Hi. We have a backend with a single server:

defaults
retries 3
timeout connect 5000
timeout client 100000
timeout server 100000

backend bk_foo
mode tcp
no option http-server-close
log global
option tcplog
timeout server 1m
timeout connect 5s
server foo smtp.example.com:587 check

The problem is that if smtp.example.com becomes unreachable due to network problems, it is marked as down/failed by haproxy and never comes back up even when the server does, until haproxy is reloaded manually. Is there any way to never mark it as down? Thanks.


#2

Share the output of haproxy -vv and enable logging. Then share the logs (you should see backend server down event and usually you would see the server up event as well).

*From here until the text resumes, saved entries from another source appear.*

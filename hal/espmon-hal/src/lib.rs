//! EspMon Hardware Abstraction Layer
//!
//! This crate defines the narrow hardware seams the telemetry core talks
//! through. Board firmware provides the implementations; host tests use the
//! in-memory ones shipped here.
//!
//! # Architecture
//!
//! ```text
//! ┌─────────────────────────────────────────┐
//! │  espmon-core (session controller)       │
//! └─────────────────────────────────────────┘
//!                     │
//!                     ▼
//! ┌─────────────────────────────────────────┐
//! │  espmon-hal (this crate - traits)       │
//! └─────────────────────────────────────────┘
//!                     │
//!         ┌───────────┴───────────┐
//!         ▼                       ▼
//! ┌───────────────┐       ┌───────────────┐
//! │  IoTransport  │       │BufferTransport│
//! │ (UART, board) │       │ (host tests)  │
//! └───────────────┘       └───────────────┘
//! ```
//!
//! # Traits
//!
//! - [`uart::Transport`] - byte-oriented serial link
//! - [`gpio::InputPin`] - digital input (page-advance button)

#![no_std]
#![deny(unsafe_code)]

pub mod buffer;
pub mod delay;
pub mod gpio;
pub mod io;
pub mod uart;

// Re-export key types at crate root for convenience
pub use buffer::BufferTransport;
pub use delay::NoopDelay;
pub use gpio::InputPin;
pub use io::IoTransport;
pub use uart::{Transport, TransportError};
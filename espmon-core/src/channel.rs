//! Channel identity and normalized readings

use espmon_protocol::DataSample;

/// One of the two label groups on a page
#[derive(Debug, Clone, Copy, PartialEq, Eq)]
#[cfg_attr(feature = "defmt", derive(defmt::Format))]
pub enum Group {
    Top,
    Bottom,
}

impl Group {
    pub const ALL: [Group; 2] = [Group::Top, Group::Bottom];
}

/// One of the four value channels
///
/// The discriminant is the wire order and the history line index.
#[derive(Debug, Clone, Copy, PartialEq, Eq)]
#[cfg_attr(feature = "defmt", derive(defmt::Format))]
pub enum Channel {
    Top1 = 0,
    Top2 = 1,
    Bottom1 = 2,
    Bottom2 = 3,
}

impl Channel {
    pub const ALL: [Channel; 4] = [
        Channel::Top1,
        Channel::Top2,
        Channel::Bottom1,
        Channel::Bottom2,
    ];

    pub const fn index(self) -> usize {
        self as usize
    }

    pub fn from_index(index: usize) -> Option<Self> {
        Self::ALL.get(index).copied()
    }

    pub const fn group(self) -> Group {
        match self {
            Channel::Top1 | Channel::Top2 => Group::Top,
            Channel::Bottom1 | Channel::Bottom2 => Group::Bottom,
        }
    }
}

/// Four channel values, each in [0, 1]
#[derive(Debug, Clone, Copy, PartialEq, Default)]
pub struct Reading {
    values: [f32; 4],
}

impl Reading {
    /// Build a reading, clamping every value into [0, 1]
    ///
    /// NaN becomes 0.
    pub fn new(values: [f32; 4]) -> Self {
        Self {
            values: values.map(clamp_unit),
        }
    }

    /// Same value on every channel
    pub fn splat(value: f32) -> Self {
        Self::new([value; 4])
    }

    /// Normalize raw readings against per-channel maxima
    ///
    /// A zero maximum is treated as 1.
    pub fn normalize(sample: &DataSample, maxima: &[u16; 4]) -> Self {
        let raw = sample.values();
        let mut values = [0.0f32; 4];
        for (i, value) in values.iter_mut().enumerate() {
            *value = raw[i] as f32 / maxima[i].max(1) as f32;
        }
        Self::new(values)
    }

    pub fn get(&self, channel: Channel) -> f32 {
        self.values[channel.index()]
    }

    pub fn values(&self) -> [f32; 4] {
        self.values
    }
}

fn clamp_unit(value: f32) -> f32 {
    if value.is_nan() {
        0.0
    } else {
        value.clamp(0.0, 1.0)
    }
}

/// Quantize a normalized value to a history level (0-255)
pub fn level(value: f32) -> u8 {
    (clamp_unit(value) * 255.0 + 0.5) as u8
}
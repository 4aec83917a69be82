//! Configuration
//!
//! Session tunables and a loader for the small TOML file boards embed.

pub mod parse;
pub mod types;

pub use parse::parse_session_config;
pub use types::*;
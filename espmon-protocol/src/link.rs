//! Request/response link over a [`Transport`]
//!
//! Writes are retried: a UART transmit queue can be momentarily full while
//! the producer is slow to drain it. After the retry budget is spent the
//! request is dropped; the next poll tick sends a fresh one.

use embedded_hal::delay::DelayNs;
use espmon_hal::Transport;

use crate::frame::{Frame, FrameError, FrameReader, ReaderStats};
use crate::request::Request;

/// Write retry budget
#[derive(Debug, Clone, Copy, PartialEq, Eq)]
#[cfg_attr(feature = "defmt", derive(defmt::Format))]
pub struct RetryPolicy {
    /// Total write attempts before giving up (at least one is always made)
    pub attempts: u32,
    /// Pause between attempts
    pub delay_ms: u32,
}

impl Default for RetryPolicy {
    fn default() -> Self {
        Self {
            attempts: 1000,
            delay_ms: 5,
        }
    }
}

/// Frame reader and request writer sharing one transport
pub struct SerialLink<T, D> {
    transport: T,
    delay: D,
    reader: FrameReader,
    retry: RetryPolicy,
    dropped_requests: u32,
}

impl<T: Transport, D: DelayNs> SerialLink<T, D> {
    pub fn new(transport: T, delay: D) -> Self {
        Self::with_retry(transport, delay, RetryPolicy::default())
    }

    pub fn with_retry(transport: T, delay: D, retry: RetryPolicy) -> Self {
        Self {
            transport,
            delay,
            reader: FrameReader::new(),
            retry,
            dropped_requests: 0,
        }
    }

    /// Write one request, retrying per the policy, then wait for it to
    /// leave the transmitter
    pub fn send(&mut self, request: Request) -> Result<(), FrameError> {
        let bytes = request.to_bytes();
        let attempts = self.retry.attempts.max(1);

        for attempt in 0..attempts {
            if self.transport.write(&bytes).is_ok() {
                return self.transport.flush().map_err(|_| FrameError::WriteFailed);
            }
            if attempt + 1 < attempts {
                self.delay.delay_ms(self.retry.delay_ms);
            }
        }

        self.dropped_requests = self.dropped_requests.saturating_add(1);
        Err(FrameError::WriteFailed)
    }

    /// Read at most one frame; see [`FrameReader::read_frame`]
    pub fn receive(&mut self) -> Result<Option<Frame>, FrameError> {
        self.reader.read_frame(&mut self.transport)
    }

    pub fn stats(&self) -> ReaderStats {
        self.reader.stats()
    }

    /// Requests given up on after exhausting the retry budget
    pub fn dropped_requests(&self) -> u32 {
        self.dropped_requests
    }

    pub fn retry_policy(&self) -> RetryPolicy {
        self.retry
    }

    pub fn transport(&self) -> &T {
        &self.transport
    }

    pub fn transport_mut(&mut self) -> &mut T {
        &mut self.transport
    }

    pub fn into_parts(self) -> (T, D) {
        (self.transport, self.delay)
    }
}

#[cfg(test)]
mod tests {
    use super::*;
    use espmon_hal::{BufferTransport, NoopDelay};

    /// Counts requested delay time
    #[derive(Default)]
    struct CountingDelay {
        total_ms: u32,
    }

    impl DelayNs for CountingDelay {
        fn delay_ns(&mut self, ns: u32) {
            self.total_ms += ns / 1_000_000;
        }

        fn delay_ms(&mut self, ms: u32) {
            self.total_ms += ms;
        }
    }

    #[test]
    fn test_send_writes_two_bytes() {
        let mut link = SerialLink::new(BufferTransport::<8, 8>::new(), NoopDelay);
        link.send(Request::Data { page: 2 }).unwrap();
        assert_eq!(link.transport().written(), &[1, 2]);
    }

    #[test]
    fn test_send_retries_until_accepted() {
        let mut transport = BufferTransport::<8, 8>::new();
        transport.fail_next_writes(3);
        let mut link = SerialLink::new(transport, CountingDelay::default());

        link.send(Request::ScreenInfo { page: 0 }).unwrap();
        assert_eq!(link.transport().write_attempts(), 4);
        assert_eq!(link.transport().written(), &[0, 0]);

        let (_, delay) = link.into_parts();
        assert_eq!(delay.total_ms, 15);
    }

    #[test]
    fn test_send_gives_up_after_budget() {
        let mut transport = BufferTransport::<8, 8>::new();
        transport.fail_next_writes(2000);
        let mut link = SerialLink::new(transport, NoopDelay);

        assert_eq!(link.send(Request::Data { page: 0 }), Err(FrameError::WriteFailed));
        assert_eq!(link.transport().write_attempts(), 1000);
        assert_eq!(link.dropped_requests(), 1);
        assert!(link.transport().written().is_empty());
    }

    #[test]
    fn test_receive_goes_through_reader() {
        let mut link = SerialLink::new(BufferTransport::<16, 8>::new(), NoopDelay);
        link.transport_mut().feed(&[1, 4, 0, 3, 0, 2, 0, 1, 0]).unwrap();
        assert!(matches!(link.receive(), Ok(Some(Frame::Data(_)))));
        assert_eq!(link.stats().frames, 1);
    }
}
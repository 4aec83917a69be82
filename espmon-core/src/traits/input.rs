//! Page-advance input

use espmon_hal::InputPin;

/// Source of "show the next page" gestures
pub trait InputSource {
    /// True once per completed gesture
    fn poll_page_advance(&mut self) -> bool;
}

/// Push button on a GPIO
///
/// Fires on release after a press, like a touch tap.
#[derive(Debug)]
pub struct ButtonInput<P> {
    pin: P,
    active_low: bool,
    pressed: bool,
}

impl<P: InputPin> ButtonInput<P> {
    /// Button pulling the pin high when pressed
    pub fn active_high(pin: P) -> Self {
        Self {
            pin,
            active_low: false,
            pressed: false,
        }
    }

    /// Button pulling the pin low when pressed (pull-up wiring)
    pub fn active_low(pin: P) -> Self {
        Self {
            pin,
            active_low: true,
            pressed: false,
        }
    }

    fn is_down(&self) -> bool {
        if self.active_low {
            self.pin.is_low()
        } else {
            self.pin.is_high()
        }
    }
}

impl<P: InputPin> InputSource for ButtonInput<P> {
    fn poll_page_advance(&mut self) -> bool {
        if self.is_down() {
            self.pressed = true;
            return false;
        }
        let released = self.pressed;
        self.pressed = false;
        released
    }
}
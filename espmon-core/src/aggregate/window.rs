//! Fixed-size averaging window

use crate::channel::Reading;

/// Readings averaged into one history point
pub const AVERAGE_WINDOW: usize = 5;

/// Ring of the last `N` readings with a batch counter
///
/// The ring keeps rolling; the counter decides when a new average is due.
#[derive(Debug, Clone)]
pub struct ReadingWindow<const N: usize> {
    slots: [Reading; N],
    /// Next slot to write
    index: usize,
    /// Insertions since the last drain, saturating at `N`
    pending: usize,
}

impl<const N: usize> Default for ReadingWindow<N> {
    fn default() -> Self {
        Self::new()
    }
}

impl<const N: usize> ReadingWindow<N> {
    pub fn new() -> Self {
        Self {
            slots: [Reading::default(); N],
            index: 0,
            pending: 0,
        }
    }

    /// Store a reading, overwriting the oldest slot
    pub fn push(&mut self, reading: Reading) {
        if N == 0 {
            return;
        }
        self.slots[self.index] = reading;
        self.index = (self.index + 1) % N;
        self.pending = (self.pending + 1).min(N);
    }

    /// A full batch has arrived since the last drain
    pub fn ready(&self) -> bool {
        N > 0 && self.pending >= N
    }

    /// Element-wise mean of all slots, if a batch is ready
    ///
    /// Starts a new batch; the ring contents are kept.
    pub fn drain_average(&mut self) -> Option<Reading> {
        if !self.ready() {
            return None;
        }
        self.pending = 0;

        let mut sum = [0.0f32; 4];
        for slot in &self.slots {
            for (total, value) in sum.iter_mut().zip(slot.values()) {
                *total += value;
            }
        }
        Some(Reading::new(sum.map(|total| total / N as f32)))
    }

    /// Forget the current batch
    pub fn reset(&mut self) {
        self.index = 0;
        self.pending = 0;
    }

    /// Insertions counted toward the current batch
    pub fn pending(&self) -> usize {
        self.pending
    }
}

#[cfg(test)]
mod tests {
    use super::*;
    use crate::channel::Channel;

    #[test]
    fn test_ready_after_full_batch() {
        let mut window = ReadingWindow::<AVERAGE_WINDOW>::new();
        for _ in 0..AVERAGE_WINDOW - 1 {
            window.push(Reading::splat(0.5));
            assert!(!window.ready());
        }
        window.push(Reading::splat(0.5));
        assert!(window.ready());
        assert_eq!(window.drain_average(), Some(Reading::splat(0.5)));
        assert!(!window.ready());
        assert_eq!(window.drain_average(), None);
    }

    #[test]
    fn test_only_latest_batch_contributes() {
        let mut window = ReadingWindow::<4>::new();
        for _ in 0..4 {
            window.push(Reading::splat(1.0));
        }
        for _ in 0..4 {
            window.push(Reading::splat(0.0));
        }
        assert_eq!(window.drain_average(), Some(Reading::splat(0.0)));
    }

    #[test]
    fn test_mean_per_channel() {
        let mut window = ReadingWindow::<2>::new();
        window.push(Reading::new([0.0, 1.0, 0.25, 0.5]));
        window.push(Reading::new([1.0, 1.0, 0.75, 0.0]));
        let avg = window.drain_average().unwrap();
        assert_eq!(avg.get(Channel::Top1), 0.5);
        assert_eq!(avg.get(Channel::Top2), 1.0);
        assert_eq!(avg.get(Channel::Bottom1), 0.5);
        assert_eq!(avg.get(Channel::Bottom2), 0.25);
    }

    #[test]
    fn test_reset_discards_batch() {
        let mut window = ReadingWindow::<3>::new();
        window.push(Reading::splat(1.0));
        window.push(Reading::splat(1.0));
        window.reset();
        window.push(Reading::splat(1.0));
        assert_eq!(window.pending(), 1);
        assert!(!window.ready());
    }
}
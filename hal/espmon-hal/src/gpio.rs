//! GPIO pin abstractions
//!
//! Only digital input is needed: the optional page-advance button.

/// Digital input pin
///
/// Implementations should handle the actual hardware register reading
/// for the specific chip.
pub trait InputPin {
    /// Check if the pin reads high (logic 1)
    fn is_high(&self) -> bool;

    /// Check if the pin reads low (logic 0)
    fn is_low(&self) -> bool {
        !self.is_high()
    }
}

impl<P: InputPin + ?Sized> InputPin for &P {
    fn is_high(&self) -> bool {
        (**self).is_high()
    }
}
//! Sample aggregation
//!
//! Samples arrive at the poll rate; the history graph advances at a slower
//! rate. The window averages a fixed batch of readings into one history
//! point.

pub mod history;
pub mod window;

pub use history::{History, HistorySeries, HISTORY_LEN};
pub use window::{ReadingWindow, AVERAGE_WINDOW};
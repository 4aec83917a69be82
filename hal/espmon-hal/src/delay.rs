//! Delay helpers

use embedded_hal::delay::DelayNs;

/// Delay that returns immediately
///
/// Used where retry pacing is meaningless: host tests and the simulated link.
#[derive(Debug, Clone, Copy, Default)]
pub struct NoopDelay;

impl DelayNs for NoopDelay {
    fn delay_ns(&mut self, _ns: u32) {}
}
//! Build script for espmon-display-fw
//!
//! - Passes the cortex-m-rt and defmt linker scripts
//! - Validates display.toml at compile time

use std::fs;
use std::path::Path;

/// Keys accepted per section, with their expected types
const SESSION_KEYS: &[(&str, Kind)] = &[
    ("poll_interval_ms", Kind::Integer),
    ("link_timeout_ms", Kind::Integer),
    ("write_retries", Kind::Integer),
    ("write_retry_delay_ms", Kind::Integer),
    ("monochrome", Kind::Boolean),
    ("history", Kind::Boolean),
    ("placeholder", Kind::String),
];

const SERIAL_KEYS: &[(&str, Kind)] = &[("baudrate", Kind::Integer)];

/// Mirrors `SessionConfig::default()`
const DEFAULT_POLL_INTERVAL_MS: i64 = 100;
const DEFAULT_LINK_TIMEOUT_MS: i64 = 1000;

#[derive(Clone, Copy)]
enum Kind {
    Integer,
    Boolean,
    String,
}

impl Kind {
    fn matches(self, value: &toml::Value) -> bool {
        matches!(
            (self, value),
            (Kind::Integer, toml::Value::Integer(_))
                | (Kind::Boolean, toml::Value::Boolean(_))
                | (Kind::String, toml::Value::String(_))
        )
    }

    fn name(self) -> &'static str {
        match self {
            Kind::Integer => "an integer",
            Kind::Boolean => "a boolean",
            Kind::String => "a string",
        }
    }
}

fn main() {
    setup_linker();
    validate_config();
}

fn setup_linker() {
    println!("cargo:rustc-link-arg-bins=--nmagic");
    println!("cargo:rustc-link-arg-bins=-Tlink.x");
    println!("cargo:rustc-link-arg-bins=-Tdefmt.x");
    println!("cargo:rerun-if-changed=build.rs");
}

/// Validate display.toml configuration at compile time
fn validate_config() {
    println!("cargo:rerun-if-changed=display.toml");

    let config_path = Path::new("display.toml");
    let config_content = match fs::read_to_string(config_path) {
        Ok(content) => content,
        Err(e) => {
            panic!(
                "\n\
                ╔══════════════════════════════════════════════════════════════════╗\n\
                ║  ERROR: Failed to read display.toml                              ║\n\
                ║                                                                  ║\n\
                ║  Error: {:<56} ║\n\
                ╚══════════════════════════════════════════════════════════════════╝\n",
                e
            );
        }
    };

    let config: toml::Value = match toml::from_str(&config_content) {
        Ok(value) => value,
        Err(e) => {
            panic!(
                "\n\
                ╔══════════════════════════════════════════════════════════════════╗\n\
                ║  ERROR: Invalid TOML syntax in display.toml                      ║\n\
                ╠══════════════════════════════════════════════════════════════════╣\n\
                {}\n\
                ╚══════════════════════════════════════════════════════════════════╝\n",
                format_error_lines(&e.to_string())
            );
        }
    };

    let mut errors = Vec::new();
    match config.as_table() {
        Some(root) => {
            for (name, section) in root {
                let keys = match name.as_str() {
                    "session" => SESSION_KEYS,
                    "serial" => SERIAL_KEYS,
                    _ => {
                        errors.push(format!("unknown section [{}]", name));
                        continue;
                    }
                };
                validate_section(name, section, keys, &mut errors);
            }
        }
        None => errors.push("top level must be a table".to_string()),
    }

    validate_ranges(&config, &mut errors);

    if !errors.is_empty() {
        panic!(
            "\n\
            ╔══════════════════════════════════════════════════════════════════╗\n\
            ║  ERROR: Invalid display configuration                            ║\n\
            ╠══════════════════════════════════════════════════════════════════╣\n\
            {}\n\
            ╚══════════════════════════════════════════════════════════════════╝\n",
            errors
                .iter()
                .map(|e| format!("║  • {:<62} ║", e))
                .collect::<Vec<_>>()
                .join("\n")
        );
    }

    println!("cargo:warning=display.toml validated successfully");
}

fn validate_section(
    name: &str,
    section: &toml::Value,
    keys: &[(&str, Kind)],
    errors: &mut Vec<String>,
) {
    let Some(table) = section.as_table() else {
        errors.push(format!("[{}] must be a table", name));
        return;
    };

    for (key, value) in table {
        match keys.iter().find(|(k, _)| k == key) {
            Some((_, kind)) if !kind.matches(value) => {
                errors.push(format!("[{}] '{}' must be {}", name, key, kind.name()));
            }
            Some(_) => {}
            None => errors.push(format!("[{}] unknown key '{}'", name, key)),
        }
    }
}

fn validate_ranges(config: &toml::Value, errors: &mut Vec<String>) {
    let int = |section: &str, key: &str| {
        config
            .get(section)
            .and_then(|s| s.get(key))
            .and_then(|v| v.as_integer())
    };

    if let Some(baud) = int("serial", "baudrate") {
        if !(1200..=3_000_000).contains(&baud) {
            errors.push("[serial] baudrate must be 1200-3000000".to_string());
        }
    }
    for key in ["poll_interval_ms", "link_timeout_ms", "write_retries"] {
        if let Some(value) = int("session", key) {
            if value < 1 || value > i64::from(u32::MAX) {
                errors.push(format!("[session] {} must be 1-4294967295", key));
            }
        }
    }
    if let Some(value) = int("session", "write_retry_delay_ms") {
        if !(0..=i64::from(u32::MAX)).contains(&value) {
            errors.push("[session] write_retry_delay_ms must be 0-4294967295".to_string());
        }
    }

    // Unset keys fall back to the firmware defaults
    let poll = int("session", "poll_interval_ms").unwrap_or(DEFAULT_POLL_INTERVAL_MS);
    let timeout = int("session", "link_timeout_ms").unwrap_or(DEFAULT_LINK_TIMEOUT_MS);
    if timeout < poll {
        errors.push("[session] link_timeout_ms must be >= poll_interval_ms".to_string());
    }
    let placeholder = config.get("session").and_then(|s| s.get("placeholder"));
    if let Some(toml::Value::String(text)) = placeholder {
        if text.len() > 8 {
            errors.push("[session] placeholder must be at most 8 bytes".to_string());
        }
    }
}

/// Format error message lines with box drawing
fn format_error_lines(msg: &str) -> String {
    msg.lines()
        .map(|line| {
            let truncated = if line.chars().count() > 64 {
                format!("{}...", line.chars().take(61).collect::<String>())
            } else {
                line.to_string()
            };
            format!("║  {:<64} ║", truncated)
        })
        .collect::<Vec<_>>()
        .join("\n")
}
//! Property tests for the frame codec

use espmon_hal::BufferTransport;
use espmon_protocol::{
    ChannelDescriptor, DataSample, Frame, FrameError, FrameReader, GradientFlags, GroupDescriptor,
    Rgba, ScreenDescriptor, LABEL_LEN, SCREEN_DESCRIPTOR_LEN, SUFFIX_LEN,
};
use heapless::String;
use proptest::prelude::*;

type Wire = BufferTransport<512, 16>;

fn bounded<const N: usize>(s: &str) -> String<N> {
    let mut out = String::new();
    for c in s.chars() {
        // Leave room for the terminator the encoder always writes
        if out.len() + c.len_utf8() > N - 1 {
            break;
        }
        let _ = out.push(c);
    }
    out
}

fn rgba() -> impl Strategy<Value = Rgba> {
    any::<[u8; 4]>().prop_map(Rgba::from_bytes)
}

fn channel() -> impl Strategy<Value = ChannelDescriptor> {
    (rgba(), "[a-z%°]{0,3}", 1u16..).prop_map(|(color, suffix, max)| ChannelDescriptor {
        color,
        suffix: bounded::<SUFFIX_LEN>(&suffix),
        max,
    })
}

fn group() -> impl Strategy<Value = GroupDescriptor> {
    ("[A-Za-z0-9 ]{0,11}", rgba(), channel(), channel()).prop_map(
        |(label, label_color, primary, secondary)| GroupDescriptor {
            label: bounded::<LABEL_LEN>(&label),
            label_color,
            primary,
            secondary,
        },
    )
}

fn screen() -> impl Strategy<Value = ScreenDescriptor> {
    (any::<i8>(), any::<u8>(), group(), group()).prop_map(|(index, flags, top, bottom)| {
        ScreenDescriptor {
            index,
            flags: GradientFlags(flags),
            top,
            bottom,
        }
    })
}

proptest! {
    #[test]
    fn prop_decoded_max_is_never_zero(payload in prop::collection::vec(any::<u8>(), SCREEN_DESCRIPTOR_LEN)) {
        let mut bytes = [0u8; SCREEN_DESCRIPTOR_LEN];
        bytes.copy_from_slice(&payload);
        let scr = ScreenDescriptor::decode(&bytes);
        for ch in scr.channels() {
            prop_assert!(ch.max >= 1);
        }
    }

    #[test]
    fn prop_frames_survive_the_wire(screens in prop::collection::vec(screen(), 1..4), samples in prop::collection::vec(any::<[u16; 4]>(), 0..8)) {
        let mut t = Wire::new();
        let mut expected = std::vec::Vec::new();
        let mut buf = [0u8; 1 + SCREEN_DESCRIPTOR_LEN];

        for scr in screens {
            let frame = Frame::Screen(scr);
            let len = frame.encode(&mut buf).unwrap();
            t.feed(&buf[..len]).unwrap();
            expected.push(frame);
        }
        for v in samples {
            let frame = Frame::Data(DataSample::new(v[0], v[1], v[2], v[3]));
            let len = frame.encode(&mut buf).unwrap();
            t.feed(&buf[..len]).unwrap();
            expected.push(frame);
        }

        let mut reader = FrameReader::new();
        for frame in expected {
            prop_assert_eq!(reader.read_frame(&mut t), Ok(Some(frame)));
        }
        prop_assert_eq!(reader.read_frame(&mut t), Ok(None));
    }

    #[test]
    fn prop_unknown_command_consumes_until_starvation(command in 2u8.., garbage in prop::collection::vec(any::<u8>(), 0..200)) {
        let mut t = Wire::new();
        t.feed(&[command]).unwrap();
        t.feed(&garbage).unwrap();

        let mut reader = FrameReader::new();
        prop_assert_eq!(reader.read_frame(&mut t), Err(FrameError::UnknownCommand(command)));
        prop_assert_eq!(t.pending(), 0);
        prop_assert_eq!(reader.stats().discarded_bytes as usize, garbage.len() + 1);
        prop_assert_eq!(reader.stats().frames, 0);
    }
}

No idea why this happens though, never heard of such an issue.


#3

Sorry I can’t run them at the moment, but it’s haproxy 1.7.5 on FreeBSD 10.3. Please see this post for why this might be an issue: https://serverfault.com/questions/666600/haproxy-does-not-recover-after-failed-check?answertab=votes#tab-top

“And once a backend is marked as down it doesn’t go back up (this is not documented, I came to this conclusion based on my experience).”


#4

Somehow no corresponding UP event was logged until haproxy was manually restarted a few hours later.

Apr 19 17:41:16 foo haproxy[76287]: Server bk_foo/foo is DOWN, reason: Layer4 connection problem, info: “Connection refused”, check duration: 14ms. 0 active and 0 backup servers left. 0 sessions active, 0 requeued, 0 remaining in queue.
Apr 19 17:41:16 foo haproxy[76287]: backend bk_foo has no server available!

Apr 20 02:44:40 foo haproxy[21656]: Proxy foo started.
Apr 20 02:44:40 foo haproxy[21656]: Proxy bk_foo started.
Apr 20 02:44:41 foo haproxy[76287]: Stopping proxy foo in 0 ms.
Apr 20 02:44:41 foo haproxy[76287]: Stopping backend bk_foo in 0 ms.
Apr 20 02:44:41 foo haproxy[76287]: Proxy foo stopped (FE: 90305 conns, BE: 0 conns).
Apr 20 02:44:41 foo haproxy[76287]: Proxy bk_foo stopped (FE: 0 conns, BE: 90305 conns).

This was haproxy 1.7.5. I’ve just upgraded to 1.7.10 in case this was a bug or something.